RIE – Tomamos conhecimento de que Cuba possui mais de 500 centros espíritas legalizados e que o Espiritismo é respeitado pelos poderes constituídos do país. Como se explica?
Manuel - Gostaríamos de destacar bem este ponto. A informação que temos nos foi proporcionada pelo Departamento de Assuntos Religiosos do Conselho de Estado, presidido pela senhora Caridad Diego. No mês de outubro de 2010 o registro de sociedades conta com 515 Centros Espíritas devidamente registrados em toda a extensão do país, destacando-se a porção oriental com mais de 250 centros.

RIE – Desde quando faz parte do Conselho Espírita Internacional?
Manuel – Em outubro de 2004, durante a 10ª Reunião do Conselho Espírita Internacional, em seguida ao IV Congresso Espírita Mundial em Paris, França, em votação unânime de todos os países membros, Cuba passou a ser país observador, no Conselho Espírita Internacional – CEI, em marco do bicentenário de nascimento do codificador da Doutrina Espírita. Em razão do trabalho contínuo e da análise feita pela Comissão Executiva do CEI, em junho de 2009, na cidade belga de Liège, durante a XIII reunião do Conselho Espírita Internacional, novamente por votação unânime, Cuba passa a ser membro oficial do Conselho Espírita Internacional, o que, por sua vez, nos leva a esforço dobrado para continuar com o trabalho nas plagas cubanas.

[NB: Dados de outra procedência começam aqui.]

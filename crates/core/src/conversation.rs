//! Conversation turns
//!
//! The history is owned by the caller; the pipeline only ever appends to it.

use chrono::{DateTime, Utc};
use serde::{Deserialize, Serialize};

/// Who spoke a turn.
#[derive(Debug, Clone, Copy, PartialEq, Eq, Serialize, Deserialize)]
#[serde(rename_all = "snake_case")]
pub enum TurnRole {
    /// The practising healthcare professional (the human learner).
    Professional,
    /// The simulated patient (model-generated, guardrails-approved).
    Patient,
}

/// One utterance in a conversation.
#[derive(Debug, Clone, Serialize, Deserialize)]
pub struct Turn {
    pub role: TurnRole,
    pub text: String,
    pub timestamp: DateTime<Utc>,
}

impl Turn {
    pub fn professional(text: impl Into<String>) -> Self {
        Self {
            role: TurnRole::Professional,
            text: text.into(),
            timestamp: Utc::now(),
        }
    }

    pub fn patient(text: impl Into<String>) -> Self {
        Self {
            role: TurnRole::Patient,
            text: text.into(),
            timestamp: Utc::now(),
        }
    }
}

#[cfg(test)]
mod tests {
    use super::*;

    #[test]
    fn turn_roles() {
        assert_eq!(Turn::professional("hello").role, TurnRole::Professional);
        assert_eq!(Turn::patient("hi").role, TurnRole::Patient);
    }
}
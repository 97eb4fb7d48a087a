//! Structural transcript analysis
//!
//! Everything downstream keys off the professional speaker's lines, isolated
//! by the `"Doctor:"` / `"Nurse:"` style tag prefix. Patient lines only count
//! toward the whole-transcript word totals.

use medvoice_config::ScoringLexicon;
use medvoice_core::{
    HealthLiteracy, MedicalTerminologyUsage, PatientPersona, Profession, QuestionTypes,
    TranscriptAnalysis,
};

/// Markers that classify a professional question as open-ended.
const OPEN_ENDED_MARKERS: [&str; 5] = ["how", "what", "why", "describe", "tell me"];

/// Markers that classify a non-open question as clarifying.
const CLARIFYING_MARKERS: [&str; 3] = ["can you", "could you", "clarify"];

const MAX_MISSING_TERMS: usize = 3;
const MAX_MISSED_OPPORTUNITIES: usize = 3;

/// The professional speaker's lines, isolated once per scoring call.
#[derive(Debug, Clone)]
pub(crate) struct ProfessionalSpeech {
    /// Original-case lines with the speaker tag stripped, for verbatim quotes.
    pub lines: Vec<String>,
    /// All professional text, lowercased and newline-joined, for matching.
    pub lowercase: String,
    pub word_count: usize,
}

impl ProfessionalSpeech {
    /// Tag matching is ASCII case-insensitive (`Doctor:` and `doctor:` are the
    /// same speaker); the stripped lines keep their original casing.
    pub fn isolate(transcript: &str, profession: Profession) -> Self {
        let tag = format!("{}:", profession.speaker_tag());
        let lines: Vec<String> = transcript
            .lines()
            .filter_map(|line| {
                let line = line.trim();
                line.get(..tag.len())
                    .filter(|prefix| prefix.eq_ignore_ascii_case(&tag))
                    .map(|_| line[tag.len()..].trim().to_string())
            })
            .filter(|rest| !rest.is_empty())
            .collect();
        let lowercase = lines.join("\n").to_lowercase();
        let word_count = lines
            .iter()
            .map(|line| line.split_whitespace().count())
            .sum();
        Self {
            lines,
            lowercase,
            word_count,
        }
    }

    pub fn is_empty(&self) -> bool {
        self.lines.is_empty()
    }
}

/// Number of distinct phrases from `phrases` present in `text`.
///
/// `text` must already be lowercase; phrase tables are stored lowercase.
pub(crate) fn phrases_present(text: &str, phrases: &[String]) -> usize {
    phrases.iter().filter(|p| text.contains(p.as_str())).count()
}

/// Total whole-word occurrences of all phrases, counting repeats. A hit must
/// sit on non-alphanumeric boundaries so fillers like "er" do not match
/// inside "better".
pub(crate) fn occurrences(text: &str, phrases: &[String]) -> usize {
    phrases
        .iter()
        .map(|p| {
            text.match_indices(p.as_str())
                .filter(|(start, matched)| {
                    let before = text[..*start].chars().next_back();
                    let after = text[start + matched.len()..].chars().next();
                    before.map_or(true, |c| !c.is_alphanumeric())
                        && after.map_or(true, |c| !c.is_alphanumeric())
                })
                .count()
        })
        .sum()
}

pub(crate) fn analyze(
    transcript: &str,
    speech: &ProfessionalSpeech,
    persona: &PatientPersona,
    lexicon: &ScoringLexicon,
) -> TranscriptAnalysis {
    let transcript_lower = transcript.to_lowercase();
    let total_words = transcript.split_whitespace().count();

    let speaking_time_percentage = if total_words == 0 {
        0
    } else {
        ((speech.word_count as f64 / total_words as f64) * 100.0).round() as u32
    };

    let question_types = classify_questions(speech);

    let key_phrases_used: Vec<String> = lexicon
        .key_phrases
        .iter()
        .filter(|p| speech.lowercase.contains(p.as_str()))
        .cloned()
        .collect();

    let medical_terminology_usage =
        terminology_usage(&transcript_lower, &speech.lowercase, persona, lexicon);

    let missed_opportunities = missed_opportunities(
        &transcript_lower,
        speech,
        persona,
        lexicon,
        &question_types,
    );

    let average_response_length = if speech.lines.is_empty() {
        0.0
    } else {
        speech.word_count as f32 / speech.lines.len() as f32
    };

    TranscriptAnalysis {
        total_words: total_words as u32,
        speaking_time_percentage,
        question_types,
        key_phrases_used,
        medical_terminology_usage,
        missed_opportunities,
        average_response_length,
    }
}

/// Classify each professional question sentence into open/clarifying/closed.
fn classify_questions(speech: &ProfessionalSpeech) -> QuestionTypes {
    let mut types = QuestionTypes::default();
    for line in &speech.lines {
        for sentence in line.split_inclusive(['.', '!', '?']) {
            if !sentence.ends_with('?') {
                continue;
            }
            let lower = sentence.to_lowercase();
            let words: Vec<&str> = lower
                .split_whitespace()
                .map(|w| w.trim_matches(|c: char| !c.is_alphanumeric()))
                .collect();
            if OPEN_ENDED_MARKERS.iter().any(|m| matches_marker(&lower, &words, m)) {
                types.open_ended += 1;
            } else if CLARIFYING_MARKERS.iter().any(|m| matches_marker(&lower, &words, m)) {
                types.clarifying += 1;
            } else {
                types.closed_ended += 1;
            }
        }
    }
    types
}

/// Single-word markers match whole words; multi-word markers match substrings.
fn matches_marker(sentence: &str, words: &[&str], marker: &str) -> bool {
    if marker.contains(' ') {
        sentence.contains(marker)
    } else {
        words.contains(&marker)
    }
}

fn terminology_usage(
    transcript_lower: &str,
    professional_lower: &str,
    persona: &PatientPersona,
    lexicon: &ScoringLexicon,
) -> MedicalTerminologyUsage {
    let mut usage = MedicalTerminologyUsage::default();

    let expected = lexicon
        .terms_for_condition(&persona.primary_condition)
        .iter()
        .chain(lexicon.general_medical_terms.iter());
    for term in expected {
        if transcript_lower.contains(term.as_str()) {
            usage.appropriate.push(term.clone());
        } else if usage.missing.len() < MAX_MISSING_TERMS {
            usage.missing.push(term.clone());
        }
    }

    usage.inappropriate = lexicon
        .complex_terms
        .iter()
        .filter(|t| professional_lower.contains(t.as_str()))
        .cloned()
        .collect();

    usage
}

/// Persona-conditioned coaching opportunities, checked in fixed order.
fn missed_opportunities(
    transcript_lower: &str,
    speech: &ProfessionalSpeech,
    persona: &PatientPersona,
    lexicon: &ScoringLexicon,
    questions: &QuestionTypes,
) -> Vec<String> {
    let mut found = Vec::new();
    let text = &speech.lowercase;

    if persona.expects_distressed_tone() && phrases_present(text, &lexicon.empathy_indicators) == 0
    {
        found.push("Missed chance to acknowledge the patient's anxiety".to_string());
    }
    if phrases_present(text, &lexicon.understanding_checks) == 0 {
        found.push("No check of the patient's understanding before closing".to_string());
    }
    if questions.open_ended == 0 {
        found.push("No open-ended questions to explore the patient's story".to_string());
    }
    if !persona.medications.is_empty()
        && !persona
            .medications
            .iter()
            .any(|m| transcript_lower.contains(m.to_lowercase().as_str()))
    {
        found.push("The patient's current medication was never discussed".to_string());
    }
    if persona.health_literacy == HealthLiteracy::Low
        && phrases_present(text, &lexicon.simple_language_markers) == 0
    {
        found.push("Language was not simplified for a patient with low health literacy".to_string());
    }

    found.truncate(MAX_MISSED_OPPORTUNITIES);
    found
}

RIE – E o donativo de 14 mil livros Espíritas no país em novembro de 2009, como aconteceu?
Manuel – Esta ideia surgiu por recomendação da Ministra de Assuntos Religiosos, Sra. Caridad Diego, durante um almoço com o Sr. Nestor Masotti, Secretário Geral do Conselho Espírita Internacional, Dr. Edwin Bravo e minha pessoa. Ela indicava que a principal queixa que as autoridades recebiam dos espíritas era de que lhes era muito difícil obter literatura espírita, em que o Sr. Nestor Masotti perguntou de que forma ela considerava que poderíamos ajudar. Em resposta imediata, disse: enviem um “container” de livros. Olhamo-nos e todos pensamos a mesma coisa – mãos à obra. Através do irmão Alípio Gonzalez, de Mensagem Fraternal, que doou a maior parte dos 14.000 livros e o trabalho do CEI, finalmente concluíram-se os pormenores necessários para a remessa dessa doação maciça, que foi amplamente distribuída na Ilha de Cuba a todos os centros espíritas registrados nos canais competentes.

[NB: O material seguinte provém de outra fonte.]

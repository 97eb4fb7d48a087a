//! Core types and traits for the medvoice conversation pipeline
//!
//! This crate provides foundational types used across all other crates:
//! - Provider traits for pluggable backends (STT, TTS, LLM, prompt templating)
//! - The patient persona and conversation data model
//! - Scoring and validation result types
//! - Error types

pub mod conversation;
pub mod error;
pub mod feedback;
pub mod persona;
pub mod scoring;
pub mod traits;
pub mod validation;

pub use conversation::{Turn, TurnRole};
pub use error::{Error, Result};
pub use feedback::{DraftScores, FeedbackContent, FeedbackDraft};
pub use persona::{
    AnxietyLevel, EmotionalState, HealthLiteracy, PatientPersona, Profession,
};
pub use scoring::{
    DetailedScores, Improvement, MedicalTerminologyUsage, QuestionTypes, ScoreDimension,
    ScoringResult, Strength, TranscriptAnalysis,
};
pub use validation::{Severity, ValidationResult};

pub use traits::{
    AudioClip, Completion, CompletionRequest, ComponentHealth, FeedbackPromptContext,
    LanguageModel, Message, PromptBuilder, Role, SpeechToText, SynthesisRequest,
    SynthesizedAudio, TextToSpeech, TokenUsage, Transcription, TranscriptSegment, TurnContext,
};
//! Keyword and pattern lexicons
//!
//! Both engines match against these fixed tables instead of embedded
//! constants, so a deployment can localize them or tests can inject
//! controlled vocabularies.

mod guardrail;
mod scoring;

pub use guardrail::{GuardrailLexicon, TermRewrite};
pub use scoring::{ChecklistItem, ScoringLexicon};

pub(crate) fn strings(items: &[&str]) -> Vec<String> {
    items.iter().map(|s| s.to_string()).collect()
}
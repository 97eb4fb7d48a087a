//! Error taxonomy for the conversation pipeline
//!
//! A failed validation is *not* an error: `ValidationResult { is_valid: false }`
//! is a normal, first-class return value. Errors here cover provider outages,
//! programmer-error guards, and internal defects.

use thiserror::Error;

pub type Result<T> = std::result::Result<T, Error>;

#[derive(Error, Debug)]
pub enum Error {
    /// A provider adapter failed or timed out. Transient; the caller may retry.
    #[error("provider '{provider}' unavailable at stage '{stage}' (session {session_id}): {message}")]
    ProviderUnavailable {
        provider: String,
        stage: String,
        session_id: String,
        message: String,
    },

    /// Model output could not be parsed into the expected shape.
    ///
    /// Inside the feedback pipeline this is recovered locally via the
    /// correction merge and never surfaced to the caller.
    #[error("malformed model output: {0}")]
    MalformedModelOutput(String),

    /// Invalid or inconsistent configuration. Fatal at initialize time only.
    #[error("configuration error: {0}")]
    Configuration(String),

    /// The orchestrator was used before a successful `initialize()`.
    #[error("not initialized: initialize() must succeed before calling {0}")]
    NotInitialized(&'static str),

    /// A defect inside a pure engine (guardrails/scoring), not bad input.
    #[error("internal error: {0}")]
    Internal(String),
}

impl Error {
    /// Annotate a provider failure with its pipeline stage and session.
    pub fn provider_unavailable(
        provider: impl Into<String>,
        stage: impl Into<String>,
        session_id: impl Into<String>,
        message: impl Into<String>,
    ) -> Self {
        Self::ProviderUnavailable {
            provider: provider.into(),
            stage: stage.into(),
            session_id: session_id.into(),
            message: message.into(),
        }
    }

    /// True for errors the caller can meaningfully retry.
    pub fn is_retryable(&self) -> bool {
        matches!(self, Self::ProviderUnavailable { .. })
    }
}

#[cfg(test)]
mod tests {
    use super::*;

    #[test]
    fn provider_error_carries_stage_and_session() {
        let err = Error::provider_unavailable("whisper", "stt", "sess-42", "timeout");
        let msg = err.to_string();
        assert!(msg.contains("stt"));
        assert!(msg.contains("sess-42"));
        assert!(err.is_retryable());
    }

    #[test]
    fn local_errors_are_not_retryable() {
        assert!(!Error::NotInitialized("process_turn").is_retryable());
        assert!(!Error::Internal("defect".into()).is_retryable());
    }
}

RIE - Suas considerações finais.
Manuel – Primeiramente, agradecer ao convite para esta entrevista. É um prazer oferecer estes dados que, para muitos, os lêem pela primeira vez, convidá-los para o 6º Congresso Espírita Centro Americano Panamá e Caribe e para o 27º Congresso Espírita Cubano, que terá lugar na cidade de Baiamo, no oriente do país, no próximo mês de abril e dizer-lhes que é uma grande oportunidade que Deus nos faculta neste instante conjuntural. Pedimos a todos os espíritas do mundo o amor, a caridade e a solidariedade ante esta realidade que a casualidade nos permite. Estamos no momento apropriado para iluminar de conhecimentos, de ciência, de filosofia e dar exemplo moral a todos nossos irmãos espíritas da ilha cubana e do mundo, principalmente a quem esperou tantos anos por este momento de reunião fraterna dos espíritas mundiais, com a única intenção de ajudar e intercambiar experiências enriquecedoras, compreendendo todos os processos sócio-político-culturais e religiosos que este maravilhoso país passou através da história.